Silence once again, then another grunt as Baze hefts their supplies onto his shoulder. “Let’s find somewhere to sleep, then.”

And so it shall be.

* * *

You know, it hurts, sometimes, to see the ways this war has broken him apart.

Cassian Andor isn’t normally one to let little things like his lack of close personal relationships bother him. Why would he? The things that matter to him have always been fleeting; that’s just the nature of things. He can’t afford to anticipate any more with his life than the simple solitude of the struggle. If that means that life continues around him, without him, so be it.

Even so. The yearning has set in.

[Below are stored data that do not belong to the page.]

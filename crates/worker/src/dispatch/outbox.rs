//! JSON Lines outbox files.
//!
//! Each message is serialized to one line and flushed before the write
//! returns, so a crash loses at most the message being written.

use super::FetchDispatcher;
use crate::error::WorkerResult;
use async_trait::async_trait;
use pkgmeta_core::FetchTrigger;
use serde::Serialize;
use std::path::{Path, PathBuf};
use tokio::fs::{File, OpenOptions};
use tokio::io::AsyncWriteExt;
use tokio::sync::Mutex;

/// Append-only JSON Lines file shared by concurrent writers.
#[derive(Debug)]
pub struct JsonlOutbox {
    path: PathBuf,
    file: Mutex<File>,
}

impl JsonlOutbox {
    /// Open (or create) an outbox file for appending.
    pub async fn open(path: impl AsRef<Path>) -> WorkerResult<Self> {
        let path = path.as_ref().to_path_buf();
        if let Some(parent) = path.parent()
            && !parent.as_os_str().is_empty()
        {
            tokio::fs::create_dir_all(parent).await?;
        }
        let file = OpenOptions::new()
            .create(true)
            .append(true)
            .open(&path)
            .await?;
        Ok(Self {
            path,
            file: Mutex::new(file),
        })
    }

    pub fn path(&self) -> &Path {
        &self.path
    }

    /// Append one message as a single line.
    pub async fn append<T: Serialize + Sync>(&self, message: &T) -> WorkerResult<()> {
        let mut line = serde_json::to_vec(message)?;
        line.push(b'\n');

        let mut file = self.file.lock().await;
        file.write_all(&line).await?;
        file.flush().await?;
        Ok(())
    }
}

/// Dispatcher writing each trigger to an outbox file.
#[derive(Debug)]
pub struct OutboxDispatcher {
    outbox: JsonlOutbox,
}

impl OutboxDispatcher {
    pub async fn open(path: impl AsRef<Path>) -> WorkerResult<Self> {
        let outbox = JsonlOutbox::open(path).await?;
        tracing::info!(path = %outbox.path().display(), "Fetch trigger outbox opened");
        Ok(Self { outbox })
    }
}

#[async_trait]
impl FetchDispatcher for OutboxDispatcher {
    async fn dispatch(&self, trigger: FetchTrigger) -> WorkerResult<()> {
        self.outbox.append(&trigger).await?;
        tracing::debug!(purl = %trigger.purl, "Fetch trigger written to outbox");
        Ok(())
    }
}

#[cfg(test)]
mod tests {
    use super::*;
    use pkgmeta_core::{MetadataKind, RequestedMetadata};
    use time::OffsetDateTime;

    #[tokio::test]
    async fn test_outbox_writes_one_trigger_per_line() {
        let temp = tempfile::tempdir().unwrap();
        let path = temp.path().join("out").join("triggers.jsonl");
        let dispatcher = OutboxDispatcher::open(&path).await.unwrap();

        for purl in ["pkg:maven/com.acme/lib@1.0.0", "pkg:npm/left-pad@1.3.0"] {
            dispatcher
                .dispatch(FetchTrigger {
                    component_uuid: Some(uuid::Uuid::new_v4()),
                    purl: purl.to_string(),
                    internal: false,
                    requested: MetadataKind::Integrity.requested(),
                    triggered_at: OffsetDateTime::now_utc(),
                })
                .await
                .unwrap();
        }

        let content = tokio::fs::read_to_string(&path).await.unwrap();
        let lines: Vec<_> = content.lines().collect();
        assert_eq!(lines.len(), 2);

        let first: FetchTrigger = serde_json::from_str(lines[0]).unwrap();
        assert_eq!(first.purl, "pkg:maven/com.acme/lib@1.0.0");
        assert_eq!(
            first.requested,
            vec![RequestedMetadata::Integrity, RequestedMetadata::LatestVersion]
        );
    }

    #[tokio::test]
    async fn test_outbox_appends_across_reopen() {
        let temp = tempfile::tempdir().unwrap();
        let path = temp.path().join("signals.jsonl");

        JsonlOutbox::open(&path)
            .await
            .unwrap()
            .append(&serde_json::json!({"n": 1}))
            .await
            .unwrap();
        JsonlOutbox::open(&path)
            .await
            .unwrap()
            .append(&serde_json::json!({"n": 2}))
            .await
            .unwrap();

        let content = tokio::fs::read_to_string(&path).await.unwrap();
        assert_eq!(content, "{\"n\":1}\n{\"n\":2}\n");
    }
}
/// SQL schema for SQLite.
const SCHEMA_SQL: &str = r#"
-- Repository health signals, keyed by coordinates
CREATE TABLE IF NOT EXISTS health_meta (
    purl TEXT PRIMARY KEY,
    stars INTEGER,
    forks INTEGER,
    contributors INTEGER,
    commit_frequency_weekly REAL,
    open_issues INTEGER,
    open_prs INTEGER,
    last_commit_date TEXT,
    bus_factor INTEGER,
    has_readme INTEGER,
    has_code_of_conduct INTEGER,
    has_security_policy INTEGER,
    dependents INTEGER,
    files INTEGER,
    is_repo_archived INTEGER,
    scorecard_score REAL,
    scorecard_reference_version TEXT,
    scorecard_timestamp TEXT,
    avg_issue_age_days REAL,
    scorecard_checks_json TEXT,
    last_fetch TEXT,
    status TEXT
);

-- Content hashes, keyed by canonical coordinate
CREATE TABLE IF NOT EXISTS integrity_meta (
    purl TEXT PRIMARY KEY,
    md5 TEXT,
    sha1 TEXT,
    sha256 TEXT,
    sha512 TEXT,
    published_at TEXT,
    repository_url TEXT,
    last_fetch TEXT,
    status TEXT
);

-- Latest version per package
CREATE TABLE IF NOT EXISTS repository_meta (
    repository_type TEXT NOT NULL,
    namespace TEXT NOT NULL DEFAULT '',
    name TEXT NOT NULL,
    latest_version TEXT,
    published TEXT,
    last_check TEXT NOT NULL,
    PRIMARY KEY (repository_type, namespace, name)
);

-- Tracked components
CREATE TABLE IF NOT EXISTS components (
    uuid BLOB PRIMARY KEY,
    purl TEXT NOT NULL,
    purl_coordinates TEXT NOT NULL,
    repository_type TEXT NOT NULL,
    namespace TEXT NOT NULL DEFAULT '',
    name TEXT NOT NULL,
    internal INTEGER NOT NULL DEFAULT 0,
    md5 TEXT,
    sha1 TEXT,
    sha256 TEXT,
    sha512 TEXT,
    created_at TEXT NOT NULL
);
CREATE INDEX IF NOT EXISTS idx_components_purl ON components(purl);
CREATE INDEX IF NOT EXISTS idx_components_coordinates ON components(purl_coordinates);
CREATE INDEX IF NOT EXISTS idx_components_package ON components(repository_type, namespace, name);

-- Integrity match per component
CREATE TABLE IF NOT EXISTS integrity_analysis (
    component_uuid BLOB PRIMARY KEY REFERENCES components(uuid) ON DELETE CASCADE,
    integrity_check_status TEXT NOT NULL,
    md5_status TEXT NOT NULL,
    sha1_status TEXT NOT NULL,
    sha256_status TEXT NOT NULL,
    sha512_status TEXT NOT NULL,
    updated_at TEXT NOT NULL
);
"#;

Yearning, a feeling that he regrets understanding the barest notion of; otherwise he could simply write off the ache in his chest as a trick of the light, or a badly-healed blaster shot, or asthma. But as he watched that ragtag band head off into the sunset for their victory vacation, he maybe wished a little bit that he could possibly, incidentally come along.

Not that he would ever say as much. So he won’t.

No one can know about this. Not even K-2SO, who would never let him live it down. So, he didn’t tell anyone where he was going. Just liberated some liquor and some simple syrup and a couple of pillows and climbed up the roof like some kind of mountain goat. It’s easy, with his experience. Years of jumping barbed-wire fences and rooftop gaps makes this child’s play. And the accommodations he’s brought along make this a genuinely comfortable place to take off his jacket, put on a pair of visors, and lounge with a martini.

Yeah, this is it. Leaning back, sipping a liquid the color of hyperdrive injector fluid, taking in the sights and smells of the upper canopy of Yavin IV. Mid-afternoon, still during the dry season, none of the bustle of the big city spaceports where he usually takes his rare moments of leisure. He has missed it — the chance to slow down. If he ever really had it in the first place.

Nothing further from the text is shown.